Shaheed hopes to be able to take his music to the next level soon.
“Touring is the main thing on my mind right now,” Shaheed said. “I just really want to get the chance to meet new people. Whenever I tour, I want to go all across America. If I keep going, this could definitely be a possibility.”
Senior Diego Davila has been by Shaheed’s side since the beginning. And having been friends with Shaheed for the length of his music career, Diego has high hopes for his future.
“I’m incredibly happy for him,” Diego said. “I’ve always told Shaheed that he’d be great. With the rate of progress, I think that he’ll definitely have state-wide popularity in a year or so. He has more lyric and rhythmic talent than he knows. He has great abilities and will only improve.”
Shaheed’s mother, Zella Barket, is also glad that he is chasing a music career.
“I’m very proud of him,” Zella said. “I’m very supportive of his choice to make music. I think he’ll start to be more and more popular as the years go on. He’s already popular as it is, and I only see him getting better!”
Even though Shaheed doesn’t have expensive recording equipment, he is still happy with the materials that he has.

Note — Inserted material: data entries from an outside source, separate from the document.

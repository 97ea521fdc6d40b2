//! Monitor configuration.
//!
//! All operational knobs are supplied here rather than hardcoded: the
//! endpoint, the rolling-window length, the reconnect policy, the valid
//! threshold range, and what to do with telemetry for rooms nobody
//! registered.

use std::time::Duration;

use powerwatch_types::ThresholdRange;

use crate::error::{Error, Result};
use crate::reconnect::ReconnectOptions;

/// Policy for inbound telemetry that references an unknown room id.
#[derive(Debug, Clone, Copy, PartialEq, Eq, Default)]
pub enum UnknownRoomPolicy {
    /// Create the room on first sight with default settings. Suits
    /// cloud-facing deployments where the controller is the source of truth
    /// for which rooms exist.
    #[default]
    AutoCreate,
    /// Drop the record. Suits operator-facing deployments where rooms exist
    /// only when explicitly provisioned.
    Ignore,
}

/// Configuration for a [`Monitor`](crate::Monitor).
///
/// # Example
///
/// ```
/// use std::time::Duration;
/// use powerwatch_core::MonitorConfig;
///
/// let config = MonitorConfig::new("ws://192.168.4.1:8765")
///     .window(Duration::from_secs(60));
/// assert!(config.validate().is_ok());
/// ```
#[derive(Debug, Clone)]
pub struct MonitorConfig {
    /// WebSocket endpoint of the cutoff controller (`ws://` or `wss://`).
    pub endpoint: String,
    /// Rolling-window length for per-room sample history.
    pub window: Duration,
    /// Reconnect backoff policy.
    pub reconnect: ReconnectOptions,
    /// Valid range for operator-set thresholds.
    pub thresholds: ThresholdRange,
    /// What to do with telemetry for rooms the registry does not know.
    pub unknown_rooms: UnknownRoomPolicy,
    /// Capacity of the per-connection outbound command channel.
    pub command_buffer: usize,
}

impl MonitorConfig {
    /// Create a configuration for the given endpoint with default settings:
    /// 60 second window, fixed 5 second reconnect delay, threshold range
    /// [100, 10000] W, auto-created unknown rooms.
    pub fn new(endpoint: impl Into<String>) -> Self {
        Self {
            endpoint: endpoint.into(),
            window: Duration::from_secs(60),
            reconnect: ReconnectOptions::default(),
            thresholds: ThresholdRange::default(),
            unknown_rooms: UnknownRoomPolicy::default(),
            command_buffer: 16,
        }
    }

    /// Set the rolling-window length.
    #[must_use]
    pub fn window(mut self, window: Duration) -> Self {
        self.window = window;
        self
    }

    /// Set the reconnect policy.
    #[must_use]
    pub fn reconnect(mut self, reconnect: ReconnectOptions) -> Self {
        self.reconnect = reconnect;
        self
    }

    /// Set the valid threshold range.
    #[must_use]
    pub fn thresholds(mut self, thresholds: ThresholdRange) -> Self {
        self.thresholds = thresholds;
        self
    }

    /// Set the unknown-room policy.
    #[must_use]
    pub fn unknown_rooms(mut self, policy: UnknownRoomPolicy) -> Self {
        self.unknown_rooms = policy;
        self
    }

    /// Set the outbound command channel capacity.
    #[must_use]
    pub fn command_buffer(mut self, capacity: usize) -> Self {
        self.command_buffer = capacity;
        self
    }

    /// Validate the configuration and return an error if invalid.
    ///
    /// Checks that:
    /// - `endpoint` is a `ws://` or `wss://` URL
    /// - `window` is > 0
    /// - `command_buffer` is > 0
    /// - the threshold range is finite, positive, and ordered
    /// - the reconnect options are internally consistent
    pub fn validate(&self) -> Result<()> {
        if self.endpoint.is_empty() {
            return Err(Error::invalid_config("endpoint must not be empty"));
        }
        if !self.endpoint.starts_with("ws://") && !self.endpoint.starts_with("wss://") {
            return Err(Error::invalid_config(format!(
                "endpoint '{}' must be a ws:// or wss:// URL",
                self.endpoint
            )));
        }
        if self.window.is_zero() {
            return Err(Error::invalid_config("window must be > 0"));
        }
        if self.command_buffer == 0 {
            return Err(Error::invalid_config("command_buffer must be > 0"));
        }
        if !self.thresholds.min.is_finite() || !self.thresholds.max.is_finite() {
            return Err(Error::invalid_config("threshold range must be finite"));
        }
        if self.thresholds.min <= 0.0 {
            return Err(Error::invalid_config("threshold minimum must be > 0"));
        }
        if self.thresholds.min >= self.thresholds.max {
            return Err(Error::invalid_config(
                "threshold minimum must be below threshold maximum",
            ));
        }
        self.reconnect.validate()
    }
}
//! CLI configuration file.
//!
//! A flat TOML file mapped onto [`MonitorConfig`]; every field has a default
//! so a missing file or an empty one is a valid configuration pointing at
//! the controller's stock access-point address.

use std::path::Path;
use std::time::Duration;

use anyhow::Context;
use serde::{Deserialize, Serialize};

use powerwatch_core::{MonitorConfig, ReconnectOptions, UnknownRoomPolicy};
use powerwatch_types::ThresholdRange;

/// On-disk configuration.
///
/// ```toml
/// endpoint = "ws://192.168.4.1:8765"
/// window_secs = 60
/// backoff_secs = 5
/// threshold_min = 100.0
/// threshold_max = 10000.0
/// unknown_rooms = "auto_create"
/// ```
#[derive(Debug, Clone, PartialEq, Serialize, Deserialize)]
#[serde(default)]
pub struct FileConfig {
    /// WebSocket endpoint of the cutoff controller.
    pub endpoint: String,
    /// Rolling-window length in seconds.
    pub window_secs: u64,
    /// Fixed reconnect delay in seconds.
    pub backoff_secs: u64,
    /// Lowest accepted threshold in watts.
    pub threshold_min: f64,
    /// Highest accepted threshold in watts.
    pub threshold_max: f64,
    /// What to do with telemetry for unregistered rooms.
    pub unknown_rooms: UnknownRoomsSetting,
}

/// Serializable mirror of [`UnknownRoomPolicy`].
#[derive(Debug, Clone, Copy, PartialEq, Eq, Serialize, Deserialize)]
#[serde(rename_all = "snake_case")]
pub enum UnknownRoomsSetting {
    /// Register rooms on first sight in telemetry.
    AutoCreate,
    /// Drop telemetry for unregistered rooms.
    Ignore,
}

impl Default for FileConfig {
    fn default() -> Self {
        Self {
            // The controller's stock AP address.
            endpoint: "ws://192.168.4.1:8765".to_string(),
            window_secs: 60,
            backoff_secs: 5,
            threshold_min: 100.0,
            threshold_max: 10_000.0,
            unknown_rooms: UnknownRoomsSetting::AutoCreate,
        }
    }
}

impl FileConfig {
    /// Load configuration from a TOML file.
    pub fn load<P: AsRef<Path>>(path: P) -> anyhow::Result<Self> {
        let content = std::fs::read_to_string(path.as_ref())
            .with_context(|| format!("failed to read {}", path.as_ref().display()))?;
        toml::from_str(&content)
            .with_context(|| format!("failed to parse {}", path.as_ref().display()))
    }

    /// Map onto the core configuration.
    pub fn into_monitor_config(self) -> MonitorConfig {
        let policy = match self.unknown_rooms {
            UnknownRoomsSetting::AutoCreate => UnknownRoomPolicy::AutoCreate,
            UnknownRoomsSetting::Ignore => UnknownRoomPolicy::Ignore,
        };
        MonitorConfig::new(self.endpoint)
            .window(Duration::from_secs(self.window_secs))
            .reconnect(ReconnectOptions::fixed_delay(Duration::from_secs(
                self.backoff_secs,
            )))
            .thresholds(ThresholdRange::new(self.threshold_min, self.threshold_max))
            .unknown_rooms(policy)
    }
}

“Right now, I record all of my music at my house,” he said. “It’s not much of a studio, because it’s only a microphone and an interface. I use an Audio-Technica AT2035 for a microphone. Even though it’s small, it still gets the job done. I’ll probably go to a studio whenever I start making major moves. For now, I’m just going to work in my house.”
Whenever Shaheed faces adversity, he thinks of his fans who give him supportive feedback.
“At this point, the fans are the people who motivate me the most,” Shaheed said. “I really like it when a person tells me, ‘dude, that’s a cool song!’ That makes me want to keep making music. The feedback’s been great. It’s all about the fans. I love the people, they love my music, so why stop making music?”
In the song “Pimp C,” Shaheed explains that talent is required in order to “make it.” According to the lyrics, “everybody wants to make it, but nobody’s got the talent.”
“For people who want to get big doing something, they definitely should have the talent first,” Shaheed said. “Don’t give yourself false hope. If you’re trying to be talented, my advice for you is to practice. That will definitely make you better. Repetition is the father of learning! When you’re being told opinions, just remember that what you do is what you do and you know how you want it done.”
Shaheed believes that having dedication to something is completely vital to becoming successful.
“I love making music because it’s something to be creative with,” Shaheed said. “I want to become successful. I think that, generally, if you want to be successful, you have to really want it.”